Mahmood was selected for England's 2006–07 Ashes squad, but James Anderson was selected ahead of him for the first and second tests. For the third Test in Perth Mahmood and Monty Panesar replaced Anderson and Ashley Giles. He featured sporadically in the test, bowling just 7 overs in Australia's first innings and 10 in their second, taking no wickets. He later expressed his unhappiness about not bowling more during the test.
Mahmood also played in the ODI match against Australia on 2 February 2007 in Sydney, taking 2 wickets for 38 runs, and sharing the new ball with fellow fast bowler Liam Plunkett. He took the wicket of Brad Hodge by bowling him. He also took the wicket of destructive batsman Matthew Hayden after Hayden had scored 51. Hayden hit the ball straight to Jamie Dalrymple. He has appeared in a Bollywood film called Victory.

===2007 World Cup===
After his successful performances in the Commonwealth Bank Series victory over Australia, Mahmood was shortlisted for the 15-man England squad for the World Cup. Although he wasn't selected for the first few matches, he came into the side against Canada. Against Sri Lanka in the Super Eight stage he produced his best figures in an ODI match, taking the wickets of Sanath Jayasuriya and Kumar Sangakkara in his spell of 4–50. After his successful bowling figures against Sri Lanka, he was picked for the match against Australia. Despite being England's most expensive bowler in that match, he was picked for the following match against Bangladesh, in which he took 3 wickets for 27 runs. England won and Mahmood was awarded Man of the Match.

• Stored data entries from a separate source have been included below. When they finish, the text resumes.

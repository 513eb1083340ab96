//! Raw REPL control-code state machine.
//!
//! Control codes are sent as `\r` followed by the code byte:
//!
//! | Code | Meaning                        |
//! |------|--------------------------------|
//! | 0x01 | enter raw REPL                 |
//! | 0x02 | leave raw REPL                 |
//! | 0x03 | interrupt (KeyboardInterrupt)  |
//! | 0x04 | execute / soft reset           |
//! | 0x05 | paste mode (unused)            |
//!
//! Entering prints the banner `raw REPL; CTRL-B to exit\r\n>`. The `>`
//! prompt is consumed as part of the banner, and the executor consumes the
//! prompt printed after each program, so a new exec always starts right
//! after a prompt.

use std::time::Duration;

use log::{debug, info, warn};

use crate::config::LinkConfig;
use crate::error::{Error, Result};
use crate::port::Port;
use crate::transport::Transport;

/// Control code bytes.
pub mod ctrl {
    /// CTRL-A, enter raw REPL.
    pub const ENTER_RAW: u8 = 0x01;
    /// CTRL-B, leave raw REPL.
    pub const EXIT_RAW: u8 = 0x02;
    /// CTRL-C, interrupt the running program.
    pub const INTERRUPT: u8 = 0x03;
    /// CTRL-D, execute in raw mode or soft reset.
    pub const EOT: u8 = 0x04;
    /// CTRL-E, paste mode.
    pub const PASTE: u8 = 0x05;
}

/// Banner printed when the raw REPL is entered.
pub const RAW_BANNER: &[u8] = b"raw REPL; CTRL-B to exit\r\n>";

/// Printed by the board when a soft reset starts.
pub const SOFT_REBOOT: &[u8] = b"soft reboot\r\n";

/// Prompt of the friendly REPL.
pub const FRIENDLY_PROMPT: &[u8] = b">>> ";

/// Raw REPL entry attempts before giving up.
const ENTER_ATTEMPTS: u32 = 2;

/// Time the line must stay quiet when draining interrupt output.
const SETTLE: Duration = Duration::from_millis(100);

/// Longest time spent discarding stale input before raw REPL entry.
const FLUSH_LIMIT: Duration = Duration::from_millis(100);

/// Where the board's REPL currently is, as far as the host knows.
#[derive(Debug, Clone, Copy, PartialEq, Eq)]
pub enum ReplState {
    /// Friendly REPL or unknown.
    Normal,
    /// Raw REPL entry in progress.
    EnteringRaw,
    /// Raw REPL prompt consumed; ready to exec.
    Raw,
    /// Friendly REPL with console I/O forwarded to the user.
    Interactive,
}

/// Raw REPL controller owning the transport.
pub struct RawRepl<P: Port> {
    pub(crate) transport: Transport<P>,
    state: ReplState,
    pub(crate) config: LinkConfig,
}

impl<P: Port> RawRepl<P> {
    /// Create a controller over an opened transport.
    pub fn new(transport: Transport<P>, config: LinkConfig) -> Self {
        Self {
            transport,
            state: ReplState::Normal,
            config,
        }
    }

    /// Current REPL state.
    pub fn state(&self) -> ReplState {
        self.state
    }

    /// Active configuration.
    pub fn config(&self) -> &LinkConfig {
        &self.config
    }

    /// The underlying transport.
    pub fn transport_mut(&mut self) -> &mut Transport<P> {
        &mut self.transport
    }

    fn send_ctrl(&mut self, code: u8) -> Result<()> {
        self.transport.write(&[b'\r', code])
    }

    /// Send CTRL-C.
    pub fn interrupt(&mut self) -> Result<()> {
        self.send_ctrl(ctrl::INTERRUPT)
    }

    /// Enter the raw REPL once.
    pub fn enter_raw_repl(&mut self) -> Result<()> {
        self.state = ReplState::EnteringRaw;
        match self.try_enter() {
            Ok(()) => {
                self.state = ReplState::Raw;
                Ok(())
            },
            Err(e) => {
                self.state = ReplState::Normal;
                Err(e)
            },
        }
    }

    fn try_enter(&mut self) -> Result<()> {
        let timeout = self.config.probe_timeout;

        self.interrupt()?;
        self.transport.flush_input(FLUSH_LIMIT.min(timeout))?;
        self.send_ctrl(ctrl::ENTER_RAW)?;
        self.transport.read_until(RAW_BANNER, timeout)?;
        debug!("Raw REPL banner received on {}", self.transport.port_name());

        if self.config.soft_reset {
            self.transport.write(&[ctrl::EOT])?;
            self.transport.read_until(SOFT_REBOOT, timeout)?;
            // boot.py may print before the banner comes back.
            self.transport.read_until(RAW_BANNER, timeout)?;
            debug!("Soft reset completed");
        }
        Ok(())
    }

    /// Enter the raw REPL, retrying once.
    ///
    /// Two failed attempts become a [`Error::Protocol`] error. Transport
    /// failures and aborts are returned immediately.
    pub fn enter_with_retry(&mut self) -> Result<()> {
        let mut last_error = None;

        for attempt in 1..=ENTER_ATTEMPTS {
            match self.enter_raw_repl() {
                Ok(()) => {
                    if attempt > 1 {
                        info!("Raw REPL entered on attempt {attempt}");
                    }
                    return Ok(());
                },
                Err(e) if e.is_transport() || matches!(e, Error::Aborted) => return Err(e),
                Err(e) => {
                    warn!("Raw REPL entry failed: {e} (attempt {attempt}/{ENTER_ATTEMPTS})");
                    last_error = Some(e);
                },
            }
        }

        Err(Error::Protocol(format!(
            "could not enter raw REPL on {}: {}",
            self.transport.port_name(),
            last_error.map_or_else(|| "no response".to_string(), |e| e.to_string())
        )))
    }

    /// Leave the raw REPL without waiting for the friendly prompt.
    pub fn exit_raw_repl(&mut self) -> Result<()> {
        self.send_ctrl(ctrl::EXIT_RAW)?;
        self.state = ReplState::Normal;
        Ok(())
    }

    /// Switch to the friendly REPL for interactive use.
    ///
    /// Interrupts whatever runs, leaves raw mode and waits for `>>> `.
    /// Returns the output seen on the way, so the caller can show it.
    pub fn enter_interactive(&mut self) -> Result<Vec<u8>> {
        let timeout = self.config.probe_timeout;

        self.interrupt()?;
        let mut seen = self.transport.drain_for(SETTLE, timeout)?;
        self.transport.write(b"\r")?;
        seen.extend(self.transport.drain_for(SETTLE, timeout)?);
        self.transport.write(&[ctrl::EXIT_RAW])?;
        seen.extend(self.transport.read_until(FRIENDLY_PROMPT, timeout)?);

        self.state = ReplState::Interactive;
        Ok(seen)
    }

    /// Mark the interactive session as finished.
    pub fn leave_interactive(&mut self) {
        self.state = ReplState::Normal;
    }

    /// Write program source in paced chunks.
    pub(crate) fn write_source(&mut self, source: &[u8]) -> Result<()> {
        let chunk = self.config.write_chunk.max(1);
        for part in source.chunks(chunk) {
            self.transport.write(part)?;
            if let Some(pause) = self.config.write_pause {
                std::thread::sleep(pause);
            }
        }
        Ok(())
    }
}

#[cfg(test)]
mod tests {
    use super::*;
    use crate::sim::SimDevice;
    use crate::transport::CancelToken;

    fn repl(sim: &SimDevice, config: LinkConfig) -> RawRepl<SimDevice> {
        RawRepl::new(Transport::new(sim.clone(), CancelToken::new()), config)
    }

    fn fast() -> LinkConfig {
        LinkConfig {
            probe_timeout: Duration::from_millis(200),
            ..LinkConfig::default()
        }
    }

    #[test]
    fn test_enter_and_exit() {
        let sim = SimDevice::new();
        let mut r = repl(&sim, fast());

        r.enter_with_retry().unwrap();
        assert_eq!(r.state(), ReplState::Raw);
        assert!(sim.in_raw_mode());

        r.exit_raw_repl().unwrap();
        assert_eq!(r.state(), ReplState::Normal);
        assert!(!sim.in_raw_mode());
    }

    #[test]
    fn test_entry_succeeds_on_second_attempt() {
        let sim = SimDevice::new();
        sim.ignore_enter_attempts(1);
        let mut r = repl(&sim, fast());

        r.enter_with_retry().unwrap();
        assert_eq!(sim.enter_requests(), 2);
    }

    #[test]
    fn test_silent_device_fails_after_two_attempts() {
        let sim = SimDevice::new();
        sim.set_responsive(false);
        let mut r = repl(&sim, fast());

        let started = std::time::Instant::now();
        let err = r.enter_with_retry().unwrap_err();
        assert!(matches!(err, Error::Protocol(_)));
        assert_eq!(sim.enter_requests(), 2);
        assert!(started.elapsed() < Duration::from_secs(2));
        assert_eq!(r.state(), ReplState::Normal);
    }

    #[test]
    fn test_chatty_port_fails_within_bound() {
        let transport = Transport::new(crate::sim::ChattyPort, CancelToken::new());
        let mut r = RawRepl::new(transport, fast());

        let started = std::time::Instant::now();
        let err = r.enter_with_retry().unwrap_err();
        assert!(matches!(err, Error::Protocol(_)));
        assert!(started.elapsed() < Duration::from_secs(2));
        assert_eq!(r.state(), ReplState::Normal);
    }

    #[test]
    fn test_enter_interactive_on_chatty_port_is_bounded() {
        let transport = Transport::new(crate::sim::ChattyPort, CancelToken::new());
        let mut r = RawRepl::new(transport, fast());

        let started = std::time::Instant::now();
        assert!(r.enter_interactive().is_err());
        assert!(started.elapsed() < Duration::from_secs(2));
    }

    #[test]
    fn test_soft_reset_waits_for_second_banner() {
        let sim = SimDevice::new();
        let mut r = repl(&sim, fast().with_soft_reset(true));

        r.enter_with_retry().unwrap();
        assert_eq!(sim.soft_resets(), 1);
        assert_eq!(r.state(), ReplState::Raw);
    }

    #[test]
    fn test_enter_interactive_reaches_friendly_prompt() {
        let sim = SimDevice::new();
        let mut r = repl(&sim, fast());

        r.enter_with_retry().unwrap();
        r.enter_interactive().unwrap();
        assert_eq!(r.state(), ReplState::Interactive);
        assert!(!sim.in_raw_mode());
    }
}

Although Mahmood emphasised the work he put into improving his consistency in his two years out of the international squad, he was expensive on his come back and conceded 92 runs and took 2 wickets from the 7 overs he bowled in England's two Twenty20 Internationals against South Africa, and played in just one of the ODIs, in which he took 1/41.

==Post-playing career==
In 2016 Mahmood was director of a clothing company.

Mahmood has coached at Roehampton and Fulham Cricket Club in South London, and as of September 2018, has been Head of Cricket at William Perkin Church of England High School in Greenford, Middlesex.